··· Provided material

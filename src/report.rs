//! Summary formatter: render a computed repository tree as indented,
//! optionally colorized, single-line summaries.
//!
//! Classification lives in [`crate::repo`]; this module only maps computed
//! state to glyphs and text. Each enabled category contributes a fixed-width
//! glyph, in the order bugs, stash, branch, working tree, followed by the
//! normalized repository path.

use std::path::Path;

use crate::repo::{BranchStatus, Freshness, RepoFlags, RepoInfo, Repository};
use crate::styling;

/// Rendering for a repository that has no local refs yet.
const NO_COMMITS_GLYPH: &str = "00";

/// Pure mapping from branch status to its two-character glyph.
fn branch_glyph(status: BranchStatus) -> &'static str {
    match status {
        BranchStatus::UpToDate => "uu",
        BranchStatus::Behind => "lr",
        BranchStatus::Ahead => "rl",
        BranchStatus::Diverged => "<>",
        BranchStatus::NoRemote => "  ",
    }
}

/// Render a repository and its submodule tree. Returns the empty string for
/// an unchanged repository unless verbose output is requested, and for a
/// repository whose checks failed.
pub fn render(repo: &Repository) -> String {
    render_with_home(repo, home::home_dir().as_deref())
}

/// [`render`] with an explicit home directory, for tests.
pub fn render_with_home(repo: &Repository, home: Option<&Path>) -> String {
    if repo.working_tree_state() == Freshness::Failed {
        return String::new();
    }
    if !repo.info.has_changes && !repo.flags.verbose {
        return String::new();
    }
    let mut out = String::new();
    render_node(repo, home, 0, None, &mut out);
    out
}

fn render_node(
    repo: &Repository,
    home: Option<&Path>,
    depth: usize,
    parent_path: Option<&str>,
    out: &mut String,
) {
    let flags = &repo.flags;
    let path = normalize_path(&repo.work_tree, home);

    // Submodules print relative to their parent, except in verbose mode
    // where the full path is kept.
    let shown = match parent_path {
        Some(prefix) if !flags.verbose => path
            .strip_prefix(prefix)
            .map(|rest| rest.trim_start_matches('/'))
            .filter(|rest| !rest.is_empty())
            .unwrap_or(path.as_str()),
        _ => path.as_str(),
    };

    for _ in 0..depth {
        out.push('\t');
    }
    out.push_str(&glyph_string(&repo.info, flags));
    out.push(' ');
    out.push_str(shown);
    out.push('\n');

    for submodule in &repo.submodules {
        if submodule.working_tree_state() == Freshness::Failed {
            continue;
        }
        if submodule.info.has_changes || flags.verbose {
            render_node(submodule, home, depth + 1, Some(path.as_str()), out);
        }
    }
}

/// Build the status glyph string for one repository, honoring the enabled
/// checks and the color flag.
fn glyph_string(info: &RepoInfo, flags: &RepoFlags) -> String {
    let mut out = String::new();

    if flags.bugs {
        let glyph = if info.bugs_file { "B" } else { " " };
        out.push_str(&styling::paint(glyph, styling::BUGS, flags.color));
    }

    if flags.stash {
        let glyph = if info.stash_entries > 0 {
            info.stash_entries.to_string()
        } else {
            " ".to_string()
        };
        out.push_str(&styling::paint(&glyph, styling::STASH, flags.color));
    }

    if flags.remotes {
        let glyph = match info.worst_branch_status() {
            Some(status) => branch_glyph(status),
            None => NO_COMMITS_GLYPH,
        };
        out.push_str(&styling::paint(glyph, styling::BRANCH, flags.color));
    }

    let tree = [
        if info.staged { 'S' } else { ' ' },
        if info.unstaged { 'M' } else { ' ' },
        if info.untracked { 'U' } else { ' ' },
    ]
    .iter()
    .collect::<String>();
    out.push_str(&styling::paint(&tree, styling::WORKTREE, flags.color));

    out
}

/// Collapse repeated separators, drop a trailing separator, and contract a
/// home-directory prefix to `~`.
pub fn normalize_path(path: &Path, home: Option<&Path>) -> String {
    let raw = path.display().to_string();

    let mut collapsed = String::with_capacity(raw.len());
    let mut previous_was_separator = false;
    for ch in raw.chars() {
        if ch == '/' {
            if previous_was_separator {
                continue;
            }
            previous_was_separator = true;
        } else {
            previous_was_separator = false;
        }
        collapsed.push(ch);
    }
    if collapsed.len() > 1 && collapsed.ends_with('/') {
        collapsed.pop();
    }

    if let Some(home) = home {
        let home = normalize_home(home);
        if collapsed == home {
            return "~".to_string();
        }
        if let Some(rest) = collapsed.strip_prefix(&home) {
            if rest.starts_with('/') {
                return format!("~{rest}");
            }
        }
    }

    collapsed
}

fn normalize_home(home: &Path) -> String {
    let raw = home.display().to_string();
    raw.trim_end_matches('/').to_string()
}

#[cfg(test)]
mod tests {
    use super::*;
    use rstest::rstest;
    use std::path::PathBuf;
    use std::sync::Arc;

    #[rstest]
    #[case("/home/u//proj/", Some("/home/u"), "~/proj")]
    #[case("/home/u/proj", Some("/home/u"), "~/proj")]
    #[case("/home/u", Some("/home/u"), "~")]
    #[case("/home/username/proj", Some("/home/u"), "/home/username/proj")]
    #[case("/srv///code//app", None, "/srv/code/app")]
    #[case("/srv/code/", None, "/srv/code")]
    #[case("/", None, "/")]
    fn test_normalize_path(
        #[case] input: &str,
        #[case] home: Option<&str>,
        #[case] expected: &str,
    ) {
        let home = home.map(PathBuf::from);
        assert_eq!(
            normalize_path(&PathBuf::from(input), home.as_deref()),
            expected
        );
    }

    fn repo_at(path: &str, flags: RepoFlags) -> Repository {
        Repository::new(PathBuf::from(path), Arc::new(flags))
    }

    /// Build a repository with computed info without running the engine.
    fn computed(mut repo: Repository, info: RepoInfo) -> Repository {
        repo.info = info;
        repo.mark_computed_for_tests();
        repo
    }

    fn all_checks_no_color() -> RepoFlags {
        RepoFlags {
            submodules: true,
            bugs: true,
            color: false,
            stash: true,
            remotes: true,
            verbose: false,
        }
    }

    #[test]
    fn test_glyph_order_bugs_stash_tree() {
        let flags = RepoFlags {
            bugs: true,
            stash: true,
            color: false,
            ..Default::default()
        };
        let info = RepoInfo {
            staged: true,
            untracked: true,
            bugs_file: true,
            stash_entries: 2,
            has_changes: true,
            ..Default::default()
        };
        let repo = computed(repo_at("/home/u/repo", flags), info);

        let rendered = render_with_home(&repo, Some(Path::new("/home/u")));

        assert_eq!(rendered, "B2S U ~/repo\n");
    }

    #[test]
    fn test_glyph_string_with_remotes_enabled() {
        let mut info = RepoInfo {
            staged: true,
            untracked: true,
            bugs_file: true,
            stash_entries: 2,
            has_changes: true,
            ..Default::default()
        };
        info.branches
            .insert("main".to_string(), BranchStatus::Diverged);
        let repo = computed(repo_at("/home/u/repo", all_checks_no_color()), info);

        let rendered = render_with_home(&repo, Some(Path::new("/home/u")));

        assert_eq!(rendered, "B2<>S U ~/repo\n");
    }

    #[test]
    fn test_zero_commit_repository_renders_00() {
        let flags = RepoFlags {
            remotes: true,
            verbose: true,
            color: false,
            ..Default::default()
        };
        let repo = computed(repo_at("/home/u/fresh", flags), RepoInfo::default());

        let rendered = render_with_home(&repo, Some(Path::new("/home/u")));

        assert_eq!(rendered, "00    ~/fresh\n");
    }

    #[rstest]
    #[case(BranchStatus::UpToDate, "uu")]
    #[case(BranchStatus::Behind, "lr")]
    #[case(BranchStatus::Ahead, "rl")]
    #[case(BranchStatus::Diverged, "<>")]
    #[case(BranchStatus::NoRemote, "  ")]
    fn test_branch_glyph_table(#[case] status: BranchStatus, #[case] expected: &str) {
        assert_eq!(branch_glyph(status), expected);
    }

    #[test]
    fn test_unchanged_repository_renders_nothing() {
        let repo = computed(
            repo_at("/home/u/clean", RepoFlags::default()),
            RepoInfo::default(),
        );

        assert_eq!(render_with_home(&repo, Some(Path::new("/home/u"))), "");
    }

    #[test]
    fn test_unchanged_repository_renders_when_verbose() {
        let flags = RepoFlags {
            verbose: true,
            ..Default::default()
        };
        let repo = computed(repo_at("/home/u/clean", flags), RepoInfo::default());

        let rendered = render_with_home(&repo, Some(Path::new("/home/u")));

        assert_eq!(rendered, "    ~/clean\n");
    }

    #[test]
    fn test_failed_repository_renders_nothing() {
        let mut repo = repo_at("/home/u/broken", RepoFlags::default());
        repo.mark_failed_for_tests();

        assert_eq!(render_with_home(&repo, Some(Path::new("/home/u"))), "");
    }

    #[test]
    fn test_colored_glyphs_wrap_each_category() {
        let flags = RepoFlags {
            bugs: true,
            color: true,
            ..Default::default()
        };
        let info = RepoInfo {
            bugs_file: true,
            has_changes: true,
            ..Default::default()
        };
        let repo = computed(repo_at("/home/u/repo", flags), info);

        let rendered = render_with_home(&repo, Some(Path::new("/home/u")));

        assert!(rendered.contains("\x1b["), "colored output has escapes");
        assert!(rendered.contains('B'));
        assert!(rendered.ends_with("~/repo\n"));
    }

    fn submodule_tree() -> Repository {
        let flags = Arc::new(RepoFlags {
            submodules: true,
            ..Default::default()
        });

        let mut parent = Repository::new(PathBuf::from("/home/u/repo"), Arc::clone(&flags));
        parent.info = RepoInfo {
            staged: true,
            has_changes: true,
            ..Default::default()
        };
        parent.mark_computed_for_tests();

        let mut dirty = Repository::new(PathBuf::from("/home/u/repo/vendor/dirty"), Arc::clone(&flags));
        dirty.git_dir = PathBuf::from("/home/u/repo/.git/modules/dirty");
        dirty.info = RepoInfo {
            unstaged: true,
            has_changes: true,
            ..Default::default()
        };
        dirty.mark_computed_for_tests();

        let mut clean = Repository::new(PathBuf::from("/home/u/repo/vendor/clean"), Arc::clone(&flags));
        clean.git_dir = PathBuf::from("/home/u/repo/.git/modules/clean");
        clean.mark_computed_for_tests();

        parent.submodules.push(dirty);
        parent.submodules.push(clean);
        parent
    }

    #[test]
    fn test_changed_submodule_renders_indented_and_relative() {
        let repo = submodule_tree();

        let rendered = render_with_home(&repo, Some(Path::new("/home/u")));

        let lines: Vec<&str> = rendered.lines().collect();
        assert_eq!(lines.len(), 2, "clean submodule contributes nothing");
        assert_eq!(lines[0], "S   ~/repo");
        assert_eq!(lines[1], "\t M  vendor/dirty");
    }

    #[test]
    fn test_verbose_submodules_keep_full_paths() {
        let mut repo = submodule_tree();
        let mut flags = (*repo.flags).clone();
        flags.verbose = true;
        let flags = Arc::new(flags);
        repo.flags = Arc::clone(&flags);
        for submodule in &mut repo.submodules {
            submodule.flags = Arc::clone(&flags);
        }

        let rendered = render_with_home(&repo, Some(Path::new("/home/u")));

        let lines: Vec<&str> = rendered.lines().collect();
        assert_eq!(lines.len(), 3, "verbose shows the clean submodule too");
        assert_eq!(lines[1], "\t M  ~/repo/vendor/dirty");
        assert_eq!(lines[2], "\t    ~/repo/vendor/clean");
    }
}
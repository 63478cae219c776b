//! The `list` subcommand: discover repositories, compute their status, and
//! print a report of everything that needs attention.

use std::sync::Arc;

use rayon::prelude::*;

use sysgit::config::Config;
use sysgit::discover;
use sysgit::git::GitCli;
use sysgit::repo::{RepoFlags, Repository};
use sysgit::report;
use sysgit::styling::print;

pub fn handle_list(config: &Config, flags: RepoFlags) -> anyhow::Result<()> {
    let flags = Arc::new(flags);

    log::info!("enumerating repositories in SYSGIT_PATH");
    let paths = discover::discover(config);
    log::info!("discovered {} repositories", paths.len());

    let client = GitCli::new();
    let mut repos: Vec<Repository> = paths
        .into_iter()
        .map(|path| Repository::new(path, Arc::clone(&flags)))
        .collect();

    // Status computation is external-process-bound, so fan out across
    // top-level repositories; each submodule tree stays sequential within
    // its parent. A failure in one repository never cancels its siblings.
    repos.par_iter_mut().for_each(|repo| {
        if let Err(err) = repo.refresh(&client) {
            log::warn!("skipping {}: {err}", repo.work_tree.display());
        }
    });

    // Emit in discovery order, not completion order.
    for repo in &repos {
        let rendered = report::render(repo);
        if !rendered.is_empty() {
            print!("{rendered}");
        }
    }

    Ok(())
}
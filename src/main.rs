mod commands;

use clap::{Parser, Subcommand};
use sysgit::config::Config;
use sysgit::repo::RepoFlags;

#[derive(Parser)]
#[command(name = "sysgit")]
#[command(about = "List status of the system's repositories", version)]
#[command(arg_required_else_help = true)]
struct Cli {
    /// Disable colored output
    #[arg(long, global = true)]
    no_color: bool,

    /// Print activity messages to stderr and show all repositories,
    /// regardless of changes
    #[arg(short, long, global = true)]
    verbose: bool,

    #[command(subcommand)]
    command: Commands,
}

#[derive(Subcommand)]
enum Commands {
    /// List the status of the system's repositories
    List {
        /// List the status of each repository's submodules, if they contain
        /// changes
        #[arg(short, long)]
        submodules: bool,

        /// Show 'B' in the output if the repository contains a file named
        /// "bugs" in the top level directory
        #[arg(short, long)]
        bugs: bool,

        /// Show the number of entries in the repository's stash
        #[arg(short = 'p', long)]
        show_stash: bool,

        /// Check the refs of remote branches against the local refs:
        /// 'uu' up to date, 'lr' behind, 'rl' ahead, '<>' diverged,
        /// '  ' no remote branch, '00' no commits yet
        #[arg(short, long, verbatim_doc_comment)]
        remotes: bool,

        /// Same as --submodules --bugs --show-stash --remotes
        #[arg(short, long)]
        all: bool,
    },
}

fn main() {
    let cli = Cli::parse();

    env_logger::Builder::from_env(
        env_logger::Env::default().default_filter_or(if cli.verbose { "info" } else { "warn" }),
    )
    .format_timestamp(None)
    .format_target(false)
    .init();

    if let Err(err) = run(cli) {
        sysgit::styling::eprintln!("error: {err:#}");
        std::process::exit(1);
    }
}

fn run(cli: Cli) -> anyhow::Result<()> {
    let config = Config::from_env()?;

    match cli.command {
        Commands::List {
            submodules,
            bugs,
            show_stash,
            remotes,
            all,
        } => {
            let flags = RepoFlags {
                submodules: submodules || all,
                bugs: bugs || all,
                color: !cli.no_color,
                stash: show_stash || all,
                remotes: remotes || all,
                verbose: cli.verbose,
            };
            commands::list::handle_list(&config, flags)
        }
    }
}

······

▸ Exercise
Exactly as written, please transcribe the lines from the start of the records above to the line that holds "directory, for tests.", both ends included.

▸ Task response
filename src/report.rs
//! Summary formatter: render a computed repository tree as indented,
//! optionally colorized, single-line summaries.
//!
//! Classification lives in [`crate::repo`]; this module only maps computed
//! state to glyphs and text. Each enabled category contributes a fixed-width
//! glyph, in the order bugs, stash, branch, working tree, followed by the
//! normalized repository path.

use std::path::Path;

use crate::repo::{BranchStatus, Freshness, RepoFlags, RepoInfo, Repository};
use crate::styling;

/// Rendering for a repository that has no local refs yet.
const NO_COMMITS_GLYPH: &str = "00";

/// Pure mapping from branch status to its two-character glyph.
fn branch_glyph(status: BranchStatus) -> &'static str {
    match status {
        BranchStatus::UpToDate => "uu",
        BranchStatus::Behind => "lr",
        BranchStatus::Ahead => "rl",
        BranchStatus::Diverged => "<>",
        BranchStatus::NoRemote => "  ",
    }
}

/// Render a repository and its submodule tree. Returns the empty string for
/// an unchanged repository unless verbose output is requested, and for a
/// repository whose checks failed.
pub fn render(repo: &Repository) -> String {
    render_with_home(repo, home::home_dir().as_deref())
}

/// [`render`] with an explicit home directory, for tests.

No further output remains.